*** Opening RAW DATA ***
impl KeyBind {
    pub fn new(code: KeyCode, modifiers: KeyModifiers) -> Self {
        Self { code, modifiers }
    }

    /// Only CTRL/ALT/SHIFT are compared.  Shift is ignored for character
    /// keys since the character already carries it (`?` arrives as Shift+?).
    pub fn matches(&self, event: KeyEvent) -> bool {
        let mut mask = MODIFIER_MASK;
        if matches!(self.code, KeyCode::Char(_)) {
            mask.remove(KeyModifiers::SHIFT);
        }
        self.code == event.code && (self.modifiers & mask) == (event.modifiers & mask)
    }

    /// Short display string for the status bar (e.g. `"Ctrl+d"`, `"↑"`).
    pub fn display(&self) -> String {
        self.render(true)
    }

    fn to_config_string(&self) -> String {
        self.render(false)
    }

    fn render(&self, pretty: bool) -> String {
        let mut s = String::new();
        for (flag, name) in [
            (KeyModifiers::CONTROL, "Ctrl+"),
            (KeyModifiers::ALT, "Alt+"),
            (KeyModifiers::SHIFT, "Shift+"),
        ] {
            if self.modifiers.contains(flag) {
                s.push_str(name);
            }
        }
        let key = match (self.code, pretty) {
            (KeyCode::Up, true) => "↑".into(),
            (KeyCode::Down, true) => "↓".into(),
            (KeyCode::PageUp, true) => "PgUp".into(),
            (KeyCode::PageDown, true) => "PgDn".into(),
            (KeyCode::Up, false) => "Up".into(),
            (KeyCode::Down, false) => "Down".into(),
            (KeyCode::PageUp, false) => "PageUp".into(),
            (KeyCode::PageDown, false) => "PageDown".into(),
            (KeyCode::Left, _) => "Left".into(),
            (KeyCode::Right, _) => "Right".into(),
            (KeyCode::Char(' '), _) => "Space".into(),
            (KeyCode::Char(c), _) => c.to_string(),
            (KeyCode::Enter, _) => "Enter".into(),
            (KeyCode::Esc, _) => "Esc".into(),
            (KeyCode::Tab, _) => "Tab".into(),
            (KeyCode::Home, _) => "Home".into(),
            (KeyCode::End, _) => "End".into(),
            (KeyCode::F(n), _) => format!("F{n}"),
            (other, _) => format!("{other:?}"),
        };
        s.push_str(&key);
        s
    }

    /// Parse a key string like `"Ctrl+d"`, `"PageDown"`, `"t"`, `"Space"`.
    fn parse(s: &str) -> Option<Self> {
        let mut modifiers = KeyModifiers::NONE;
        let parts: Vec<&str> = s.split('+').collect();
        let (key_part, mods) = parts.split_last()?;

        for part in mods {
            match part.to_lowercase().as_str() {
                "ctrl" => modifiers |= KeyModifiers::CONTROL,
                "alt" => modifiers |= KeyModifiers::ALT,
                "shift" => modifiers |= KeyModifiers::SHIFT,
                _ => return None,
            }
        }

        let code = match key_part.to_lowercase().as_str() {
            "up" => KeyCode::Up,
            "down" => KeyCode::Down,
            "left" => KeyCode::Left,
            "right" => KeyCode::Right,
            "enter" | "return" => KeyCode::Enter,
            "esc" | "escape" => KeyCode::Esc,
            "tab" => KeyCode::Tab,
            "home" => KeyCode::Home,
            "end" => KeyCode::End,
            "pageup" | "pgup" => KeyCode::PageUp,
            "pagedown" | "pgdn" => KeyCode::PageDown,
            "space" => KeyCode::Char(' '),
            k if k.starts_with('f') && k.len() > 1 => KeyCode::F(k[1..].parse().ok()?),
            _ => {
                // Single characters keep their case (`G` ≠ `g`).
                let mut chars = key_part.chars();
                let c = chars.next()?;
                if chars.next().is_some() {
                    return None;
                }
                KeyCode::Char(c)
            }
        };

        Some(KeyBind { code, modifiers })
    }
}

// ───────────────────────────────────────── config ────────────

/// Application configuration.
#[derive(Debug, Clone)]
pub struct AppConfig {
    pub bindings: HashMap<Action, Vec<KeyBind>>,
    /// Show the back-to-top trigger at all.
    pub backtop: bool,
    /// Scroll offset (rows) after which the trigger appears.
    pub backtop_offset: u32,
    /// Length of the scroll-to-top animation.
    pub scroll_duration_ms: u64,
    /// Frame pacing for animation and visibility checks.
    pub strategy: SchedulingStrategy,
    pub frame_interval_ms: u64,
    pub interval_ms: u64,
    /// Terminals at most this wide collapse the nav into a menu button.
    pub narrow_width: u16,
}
*** Closing RAW DATA ***
*** Opening RAW DATA ***
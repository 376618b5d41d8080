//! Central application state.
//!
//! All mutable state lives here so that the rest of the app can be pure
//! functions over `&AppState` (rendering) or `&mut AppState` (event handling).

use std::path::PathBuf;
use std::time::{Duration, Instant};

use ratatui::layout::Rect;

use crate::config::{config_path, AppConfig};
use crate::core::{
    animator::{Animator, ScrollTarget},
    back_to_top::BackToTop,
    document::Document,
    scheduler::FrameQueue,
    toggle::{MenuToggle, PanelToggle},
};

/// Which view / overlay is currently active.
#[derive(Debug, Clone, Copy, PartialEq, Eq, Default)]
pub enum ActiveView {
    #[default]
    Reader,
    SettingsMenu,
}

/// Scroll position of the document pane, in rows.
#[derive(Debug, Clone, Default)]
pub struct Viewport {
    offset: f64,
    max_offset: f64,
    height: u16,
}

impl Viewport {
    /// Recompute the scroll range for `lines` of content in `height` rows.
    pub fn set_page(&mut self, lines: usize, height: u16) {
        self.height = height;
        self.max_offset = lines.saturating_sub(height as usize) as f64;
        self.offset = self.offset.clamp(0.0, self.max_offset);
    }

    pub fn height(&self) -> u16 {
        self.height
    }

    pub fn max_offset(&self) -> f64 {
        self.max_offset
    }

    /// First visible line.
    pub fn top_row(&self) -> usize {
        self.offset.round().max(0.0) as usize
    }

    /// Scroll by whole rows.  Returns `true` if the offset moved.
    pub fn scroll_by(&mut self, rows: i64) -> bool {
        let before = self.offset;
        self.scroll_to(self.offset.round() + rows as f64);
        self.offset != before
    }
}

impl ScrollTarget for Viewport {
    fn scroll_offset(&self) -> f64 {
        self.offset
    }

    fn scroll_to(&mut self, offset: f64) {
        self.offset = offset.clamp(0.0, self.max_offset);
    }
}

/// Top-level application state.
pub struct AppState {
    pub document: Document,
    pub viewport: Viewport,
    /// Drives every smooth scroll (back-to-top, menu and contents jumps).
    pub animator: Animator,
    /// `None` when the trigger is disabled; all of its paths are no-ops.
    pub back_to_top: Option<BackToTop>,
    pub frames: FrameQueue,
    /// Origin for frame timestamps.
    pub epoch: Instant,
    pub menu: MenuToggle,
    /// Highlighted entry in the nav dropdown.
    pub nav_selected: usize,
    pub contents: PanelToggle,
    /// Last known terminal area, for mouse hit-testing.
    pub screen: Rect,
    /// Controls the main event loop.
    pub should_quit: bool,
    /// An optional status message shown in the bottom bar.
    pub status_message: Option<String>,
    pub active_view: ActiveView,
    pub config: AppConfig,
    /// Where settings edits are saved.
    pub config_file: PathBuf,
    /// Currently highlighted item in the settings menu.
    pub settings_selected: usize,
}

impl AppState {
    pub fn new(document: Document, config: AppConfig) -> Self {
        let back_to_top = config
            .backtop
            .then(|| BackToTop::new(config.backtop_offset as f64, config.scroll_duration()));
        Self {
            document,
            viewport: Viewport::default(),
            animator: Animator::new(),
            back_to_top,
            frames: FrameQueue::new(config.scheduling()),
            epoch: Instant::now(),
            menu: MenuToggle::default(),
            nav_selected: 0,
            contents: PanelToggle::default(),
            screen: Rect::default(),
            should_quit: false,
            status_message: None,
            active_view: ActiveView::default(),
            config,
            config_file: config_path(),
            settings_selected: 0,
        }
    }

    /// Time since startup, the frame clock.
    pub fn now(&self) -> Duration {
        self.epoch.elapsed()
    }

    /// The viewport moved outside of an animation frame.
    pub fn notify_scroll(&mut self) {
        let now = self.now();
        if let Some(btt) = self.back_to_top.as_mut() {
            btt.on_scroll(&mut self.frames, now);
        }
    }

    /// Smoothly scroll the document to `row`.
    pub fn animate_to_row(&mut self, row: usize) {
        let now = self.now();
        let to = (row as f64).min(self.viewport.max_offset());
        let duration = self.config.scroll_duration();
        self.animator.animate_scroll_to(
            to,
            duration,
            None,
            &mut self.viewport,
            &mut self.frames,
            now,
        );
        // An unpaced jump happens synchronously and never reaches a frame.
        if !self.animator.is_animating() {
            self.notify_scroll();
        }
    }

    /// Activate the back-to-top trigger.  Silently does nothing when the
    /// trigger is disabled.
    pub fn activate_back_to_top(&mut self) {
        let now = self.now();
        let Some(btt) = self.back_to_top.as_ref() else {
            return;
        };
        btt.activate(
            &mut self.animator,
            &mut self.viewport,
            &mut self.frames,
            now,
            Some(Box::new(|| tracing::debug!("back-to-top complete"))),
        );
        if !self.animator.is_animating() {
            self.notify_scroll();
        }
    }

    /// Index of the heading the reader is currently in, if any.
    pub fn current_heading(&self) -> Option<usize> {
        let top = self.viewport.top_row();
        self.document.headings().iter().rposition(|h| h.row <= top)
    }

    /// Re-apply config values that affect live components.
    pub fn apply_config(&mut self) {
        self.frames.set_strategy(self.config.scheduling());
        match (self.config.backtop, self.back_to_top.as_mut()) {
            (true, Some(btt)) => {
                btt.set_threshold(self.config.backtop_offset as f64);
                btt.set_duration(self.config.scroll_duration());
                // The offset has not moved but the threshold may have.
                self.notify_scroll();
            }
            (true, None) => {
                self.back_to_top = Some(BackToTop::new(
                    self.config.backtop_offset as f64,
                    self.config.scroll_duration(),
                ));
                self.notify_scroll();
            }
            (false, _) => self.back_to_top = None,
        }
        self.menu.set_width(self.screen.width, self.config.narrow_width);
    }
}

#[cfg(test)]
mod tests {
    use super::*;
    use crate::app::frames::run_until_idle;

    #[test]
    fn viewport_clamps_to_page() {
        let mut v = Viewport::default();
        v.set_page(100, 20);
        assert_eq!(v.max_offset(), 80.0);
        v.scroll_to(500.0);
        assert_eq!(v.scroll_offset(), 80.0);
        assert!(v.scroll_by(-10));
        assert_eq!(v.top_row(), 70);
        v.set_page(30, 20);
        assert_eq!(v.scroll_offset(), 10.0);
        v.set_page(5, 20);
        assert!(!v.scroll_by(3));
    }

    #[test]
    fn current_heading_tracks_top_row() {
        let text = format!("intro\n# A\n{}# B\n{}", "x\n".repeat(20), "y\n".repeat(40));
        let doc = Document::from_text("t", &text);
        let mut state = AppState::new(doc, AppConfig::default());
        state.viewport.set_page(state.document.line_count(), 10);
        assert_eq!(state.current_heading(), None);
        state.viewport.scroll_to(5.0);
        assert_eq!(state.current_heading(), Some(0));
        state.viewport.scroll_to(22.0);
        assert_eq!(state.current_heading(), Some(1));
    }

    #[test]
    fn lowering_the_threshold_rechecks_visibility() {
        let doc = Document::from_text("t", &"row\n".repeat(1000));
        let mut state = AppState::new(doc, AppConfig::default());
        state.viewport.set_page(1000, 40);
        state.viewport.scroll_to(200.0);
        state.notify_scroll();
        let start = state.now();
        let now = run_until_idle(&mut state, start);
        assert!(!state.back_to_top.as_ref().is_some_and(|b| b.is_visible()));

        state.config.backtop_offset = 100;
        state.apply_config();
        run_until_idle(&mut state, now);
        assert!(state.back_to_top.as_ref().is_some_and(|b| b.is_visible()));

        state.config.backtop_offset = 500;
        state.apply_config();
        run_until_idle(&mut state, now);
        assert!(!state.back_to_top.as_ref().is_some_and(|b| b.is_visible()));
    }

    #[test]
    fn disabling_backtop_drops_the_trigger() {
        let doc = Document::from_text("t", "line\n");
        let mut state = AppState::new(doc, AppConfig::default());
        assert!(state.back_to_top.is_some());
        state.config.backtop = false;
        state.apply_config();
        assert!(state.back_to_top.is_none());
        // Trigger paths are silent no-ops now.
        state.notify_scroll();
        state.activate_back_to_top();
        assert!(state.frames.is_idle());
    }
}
*** Closing RAW DATA ***
*** Opening RAW DATA ***
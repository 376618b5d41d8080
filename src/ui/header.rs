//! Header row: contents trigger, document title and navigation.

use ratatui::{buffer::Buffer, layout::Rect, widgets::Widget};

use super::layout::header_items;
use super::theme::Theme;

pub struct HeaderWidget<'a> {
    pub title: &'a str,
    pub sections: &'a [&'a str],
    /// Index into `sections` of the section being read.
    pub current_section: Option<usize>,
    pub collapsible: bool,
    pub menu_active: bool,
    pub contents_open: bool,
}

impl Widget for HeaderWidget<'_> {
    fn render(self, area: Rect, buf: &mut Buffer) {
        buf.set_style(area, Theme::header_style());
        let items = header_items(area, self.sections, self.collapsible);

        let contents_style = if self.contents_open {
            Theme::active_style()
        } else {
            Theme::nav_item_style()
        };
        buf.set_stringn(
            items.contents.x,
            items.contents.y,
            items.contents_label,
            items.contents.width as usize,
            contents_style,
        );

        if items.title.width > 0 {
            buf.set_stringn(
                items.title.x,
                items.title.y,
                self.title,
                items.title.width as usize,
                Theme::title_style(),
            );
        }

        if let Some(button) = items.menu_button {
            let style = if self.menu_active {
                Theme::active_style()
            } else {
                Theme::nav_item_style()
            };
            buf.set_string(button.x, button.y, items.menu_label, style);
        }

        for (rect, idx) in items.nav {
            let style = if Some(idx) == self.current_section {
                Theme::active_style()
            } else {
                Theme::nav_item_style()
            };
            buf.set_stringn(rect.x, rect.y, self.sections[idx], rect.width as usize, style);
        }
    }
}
*** Closing RAW DATA ***
### WHAT NEEDS TO BE DONE
In the records above, some lines hold the word "mask"; copy each such line.

### EXPECTED ANSWER
        let mut mask = MODIFIER_MASK;
            mask.remove(KeyModifiers::SHIFT);
        self.code == event.code && (self.modifiers & mask) == (event.modifiers & mask)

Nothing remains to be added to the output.